> [EXERCISE DIRECTIONS]:
Below are some records. Say in a single number how many of their lines include the word "changes".

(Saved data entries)
Start of Block

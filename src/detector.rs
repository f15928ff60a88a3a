// TiltWatch — Vibration Detection
//
// The tilt switch is sampled once per cycle into a fixed ring of readings.
// The number of level changes inside the ring is the vibration proxy: more
// than `VIBRATION_TRANSITIONS_THRESHOLD` changes opens an episode, and the
// episode's age drives the severity classification.

use crate::config::*;

// ---------------------------------------------------------------------------
// Sample buffer
// ---------------------------------------------------------------------------
pub struct SampleBuffer<const N: usize = BUFFER_SIZE> {
    readings: [bool; N],
    cursor: usize,
}

impl<const N: usize> SampleBuffer<N> {
    /// Fill every slot with `initial` so the first cycle sees no transitions.
    pub fn new(initial: bool) -> Self {
        assert!(N >= 2, "sample buffer needs at least two slots");
        Self {
            readings: [initial; N],
            cursor: 0,
        }
    }

    /// Store `reading` at the cursor, advance it, and return the transition
    /// count.
    pub fn push(&mut self, reading: bool) -> usize {
        self.readings[self.cursor] = reading;
        self.cursor = (self.cursor + 1) % N;
        self.transitions()
    }

    /// Adjacent pairs that differ, compared in storage order. Slot `N-1` is
    /// not compared with slot `0`, so a change straddling the cursor is not
    /// counted.
    pub fn transitions(&self) -> usize {
        self.readings.windows(2).filter(|w| w[0] != w[1]).count()
    }

    /// The reading written by the last `push`.
    pub fn latest(&self) -> bool {
        self.readings[(self.cursor + N - 1) % N]
    }

    /// Readings oldest first.
    pub fn chronological(&self) -> impl Iterator<Item = bool> + '_ {
        (0..N).map(move |i| self.readings[(self.cursor + i) % N])
    }
}

// ---------------------------------------------------------------------------
// Vibration detector
// ---------------------------------------------------------------------------
#[derive(Debug, Default)]
pub struct VibrationDetector {
    /// Start of the current episode (ms since boot); `None` while calm.
    episode_start: Option<u32>,
}

impl VibrationDetector {
    pub fn new() -> Self {
        Self::default()
    }

    pub fn update(&mut self, transitions: usize, now: u32) {
        let shaking = transitions > VIBRATION_TRANSITIONS_THRESHOLD;
        match (shaking, self.episode_start) {
            (true, None) => {
                log::info!("Vibration started ({} transitions)", transitions);
                self.episode_start = Some(now);
            }
            (false, Some(start)) => {
                log::info!(
                    "Vibration stopped after {:.2} s",
                    now.wrapping_sub(start) as f32 / 1000.0
                );
                self.episode_start = None;
            }
            _ => {}
        }
    }

    pub fn is_vibrating(&self) -> bool {
        self.episode_start.is_some()
    }

    /// Seconds since the episode began, or 0 when not vibrating.
    /// Tolerates the millisecond counter wrapping.
    pub fn elapsed_secs(&self, now: u32) -> f32 {
        self.episode_start
            .map(|start| now.wrapping_sub(start) as f32 / 1000.0)
            .unwrap_or(0.0)
    }
}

End of Block

> [WRITTEN REPLY]:
2